[Recorded data]
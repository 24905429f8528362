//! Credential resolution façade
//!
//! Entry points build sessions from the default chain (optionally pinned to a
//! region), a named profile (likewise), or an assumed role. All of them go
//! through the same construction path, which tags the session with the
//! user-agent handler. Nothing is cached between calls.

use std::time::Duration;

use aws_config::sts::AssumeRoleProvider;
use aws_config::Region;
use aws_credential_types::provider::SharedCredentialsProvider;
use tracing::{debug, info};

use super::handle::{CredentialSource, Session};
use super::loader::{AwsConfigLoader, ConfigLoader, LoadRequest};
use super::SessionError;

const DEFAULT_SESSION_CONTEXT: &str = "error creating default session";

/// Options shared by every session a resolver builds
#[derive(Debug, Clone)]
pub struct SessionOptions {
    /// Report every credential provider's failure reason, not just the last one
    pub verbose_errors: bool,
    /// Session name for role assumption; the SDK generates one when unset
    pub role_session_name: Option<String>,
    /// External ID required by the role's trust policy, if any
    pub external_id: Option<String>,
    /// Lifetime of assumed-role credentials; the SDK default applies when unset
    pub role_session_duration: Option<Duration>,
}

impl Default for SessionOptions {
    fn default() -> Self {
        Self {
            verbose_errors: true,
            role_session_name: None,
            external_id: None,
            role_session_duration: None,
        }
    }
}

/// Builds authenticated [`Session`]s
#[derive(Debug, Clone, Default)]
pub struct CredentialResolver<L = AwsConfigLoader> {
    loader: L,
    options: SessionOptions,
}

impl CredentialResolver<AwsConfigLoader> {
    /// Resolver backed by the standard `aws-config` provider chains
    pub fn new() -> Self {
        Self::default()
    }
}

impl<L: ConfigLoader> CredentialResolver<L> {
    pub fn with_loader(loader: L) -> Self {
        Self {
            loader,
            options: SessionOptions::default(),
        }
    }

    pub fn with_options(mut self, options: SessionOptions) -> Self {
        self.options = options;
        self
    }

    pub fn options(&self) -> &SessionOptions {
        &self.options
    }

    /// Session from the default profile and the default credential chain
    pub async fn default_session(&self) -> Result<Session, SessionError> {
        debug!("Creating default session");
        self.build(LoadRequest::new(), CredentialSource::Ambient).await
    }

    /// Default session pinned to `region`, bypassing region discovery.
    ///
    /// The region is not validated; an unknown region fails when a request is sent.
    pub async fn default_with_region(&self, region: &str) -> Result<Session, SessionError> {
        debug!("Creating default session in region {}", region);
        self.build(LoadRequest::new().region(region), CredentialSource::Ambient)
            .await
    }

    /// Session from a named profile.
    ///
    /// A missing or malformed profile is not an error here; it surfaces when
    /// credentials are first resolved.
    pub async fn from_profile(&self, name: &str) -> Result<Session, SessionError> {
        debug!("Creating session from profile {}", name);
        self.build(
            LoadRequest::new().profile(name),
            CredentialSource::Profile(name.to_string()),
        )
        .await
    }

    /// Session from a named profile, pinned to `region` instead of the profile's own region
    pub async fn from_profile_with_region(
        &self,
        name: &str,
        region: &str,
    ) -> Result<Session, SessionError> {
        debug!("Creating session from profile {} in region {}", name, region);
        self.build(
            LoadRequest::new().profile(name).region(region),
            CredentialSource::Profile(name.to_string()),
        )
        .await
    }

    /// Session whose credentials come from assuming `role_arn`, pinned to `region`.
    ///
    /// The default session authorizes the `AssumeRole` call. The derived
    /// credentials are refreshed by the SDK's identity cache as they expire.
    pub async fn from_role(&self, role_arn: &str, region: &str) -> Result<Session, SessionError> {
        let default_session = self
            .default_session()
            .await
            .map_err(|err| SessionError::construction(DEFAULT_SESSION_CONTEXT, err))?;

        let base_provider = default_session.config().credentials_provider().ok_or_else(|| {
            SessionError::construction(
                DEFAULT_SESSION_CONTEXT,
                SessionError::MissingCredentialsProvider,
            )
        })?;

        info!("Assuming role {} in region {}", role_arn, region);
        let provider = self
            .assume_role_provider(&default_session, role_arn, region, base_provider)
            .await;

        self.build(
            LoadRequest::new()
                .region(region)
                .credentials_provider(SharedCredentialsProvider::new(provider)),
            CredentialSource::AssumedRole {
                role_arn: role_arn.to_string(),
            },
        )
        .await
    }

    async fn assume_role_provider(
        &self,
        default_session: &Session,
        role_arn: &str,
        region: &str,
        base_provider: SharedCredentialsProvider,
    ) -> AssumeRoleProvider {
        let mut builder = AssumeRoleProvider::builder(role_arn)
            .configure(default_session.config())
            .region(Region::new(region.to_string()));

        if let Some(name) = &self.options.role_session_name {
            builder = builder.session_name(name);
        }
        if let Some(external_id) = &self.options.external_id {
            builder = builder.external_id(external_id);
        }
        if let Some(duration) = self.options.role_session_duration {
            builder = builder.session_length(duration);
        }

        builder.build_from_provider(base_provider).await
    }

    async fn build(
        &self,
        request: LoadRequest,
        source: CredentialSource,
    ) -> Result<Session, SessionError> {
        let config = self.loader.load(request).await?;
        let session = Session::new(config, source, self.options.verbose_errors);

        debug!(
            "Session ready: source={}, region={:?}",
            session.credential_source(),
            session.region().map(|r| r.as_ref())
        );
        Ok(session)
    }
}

◆ **REQUIREMENT**: Return all of the lines above exactly, with none omitted.

◆ **RESPONSE AREA**:
repository 24905429f8528362
//! Credential resolution façade
//!
//! Entry points build sessions from the default chain (optionally pinned to a
//! region), a named profile (likewise), or an assumed role. All of them go
//! through the same construction path, which tags the session with the
//! user-agent handler. Nothing is cached between calls.

use std::time::Duration;

use aws_config::sts::AssumeRoleProvider;
use aws_config::Region;
use aws_credential_types::provider::SharedCredentialsProvider;
use tracing::{debug, info};

use super::handle::{CredentialSource, Session};
use super::loader::{AwsConfigLoader, ConfigLoader, LoadRequest};
use super::SessionError;

const DEFAULT_SESSION_CONTEXT: &str = "error creating default session";

/// Options shared by every session a resolver builds
#[derive(Debug, Clone)]
pub struct SessionOptions {
    /// Report every credential provider's failure reason, not just the last one
    pub verbose_errors: bool,
    /// Session name for role assumption; the SDK generates one when unset
    pub role_session_name: Option<String>,
    /// External ID required by the role's trust policy, if any
    pub external_id: Option<String>,
    /// Lifetime of assumed-role credentials; the SDK default applies when unset
    pub role_session_duration: Option<Duration>,
}

impl Default for SessionOptions {
    fn default() -> Self {
        Self {
            verbose_errors: true,
            role_session_name: None,
            external_id: None,
            role_session_duration: None,
        }
    }
}

/// Builds authenticated [`Session`]s
#[derive(Debug, Clone, Default)]
pub struct CredentialResolver<L = AwsConfigLoader> {
    loader: L,
    options: SessionOptions,
}

impl CredentialResolver<AwsConfigLoader> {
    /// Resolver backed by the standard `aws-config` provider chains
    pub fn new() -> Self {
        Self::default()
    }
}

impl<L: ConfigLoader> CredentialResolver<L> {
    pub fn with_loader(loader: L) -> Self {
        Self {
            loader,
            options: SessionOptions::default(),
        }
    }

    pub fn with_options(mut self, options: SessionOptions) -> Self {
        self.options = options;
        self
    }

    pub fn options(&self) -> &SessionOptions {
        &self.options
    }

    /// Session from the default profile and the default credential chain
    pub async fn default_session(&self) -> Result<Session, SessionError> {
        debug!("Creating default session");
        self.build(LoadRequest::new(), CredentialSource::Ambient).await
    }

    /// Default session pinned to `region`, bypassing region discovery.
    ///
    /// The region is not validated; an unknown region fails when a request is sent.
    pub async fn default_with_region(&self, region: &str) -> Result<Session, SessionError> {
        debug!("Creating default session in region {}", region);
        self.build(LoadRequest::new().region(region), CredentialSource::Ambient)
            .await
    }

    /// Session from a named profile.
    ///
    /// A missing or malformed profile is not an error here; it surfaces when
    /// credentials are first resolved.
    pub async fn from_profile(&self, name: &str) -> Result<Session, SessionError> {
        debug!("Creating session from profile {}", name);
        self.build(
            LoadRequest::new().profile(name),
            CredentialSource::Profile(name.to_string()),
        )
        .await
    }

    /// Session from a named profile, pinned to `region` instead of the profile's own region
    pub async fn from_profile_with_region(
        &self,
        name: &str,
        region: &str,
    ) -> Result<Session, SessionError> {
        debug!("Creating session from profile {} in region {}", name, region);
        self.build(
            LoadRequest::new().profile(name).region(region),
            CredentialSource::Profile(name.to_string()),
        )
        .await
    }

    /// Session whose credentials come from assuming `role_arn`, pinned to `region`.
    ///
    /// The default session authorizes the `AssumeRole` call. The derived
    /// credentials are refreshed by the SDK's identity cache as they expire.
    pub async fn from_role(&self, role_arn: &str, region: &str) -> Result<Session, SessionError> {
        let default_session = self
            .default_session()
            .await
            .map_err(|err| SessionError::construction(DEFAULT_SESSION_CONTEXT, err))?;

        let base_provider = default_session.config().credentials_provider().ok_or_else(|| {
            SessionError::construction(
                DEFAULT_SESSION_CONTEXT,
                SessionError::MissingCredentialsProvider,
            )
        })?;

        info!("Assuming role {} in region {}", role_arn, region);
        let provider = self
            .assume_role_provider(&default_session, role_arn, region, base_provider)
            .await;

        self.build(
            LoadRequest::new()
                .region(region)
                .credentials_provider(SharedCredentialsProvider::new(provider)),
            CredentialSource::AssumedRole {
                role_arn: role_arn.to_string(),
            },
        )
        .await
    }

    async fn assume_role_provider(
        &self,
        default_session: &Session,
        role_arn: &str,
        region: &str,
        base_provider: SharedCredentialsProvider,
    ) -> AssumeRoleProvider {
        let mut builder = AssumeRoleProvider::builder(role_arn)
            .configure(default_session.config())
            .region(Region::new(region.to_string()));

        if let Some(name) = &self.options.role_session_name {
            builder = builder.session_name(name);
        }
        if let Some(external_id) = &self.options.external_id {
            builder = builder.external_id(external_id);
        }
        if let Some(duration) = self.options.role_session_duration {
            builder = builder.session_length(duration);
        }

        builder.build_from_provider(base_provider).await
    }

    async fn build(
        &self,
        request: LoadRequest,
        source: CredentialSource,
    ) -> Result<Session, SessionError> {
        let config = self.loader.load(request).await?;
        let session = Session::new(config, source, self.options.verbose_errors);

        debug!(
            "Session ready: source={}, region={:?}",
            session.credential_source(),
            session.region().map(|r| r.as_ref())
        );
        Ok(session)
    }
}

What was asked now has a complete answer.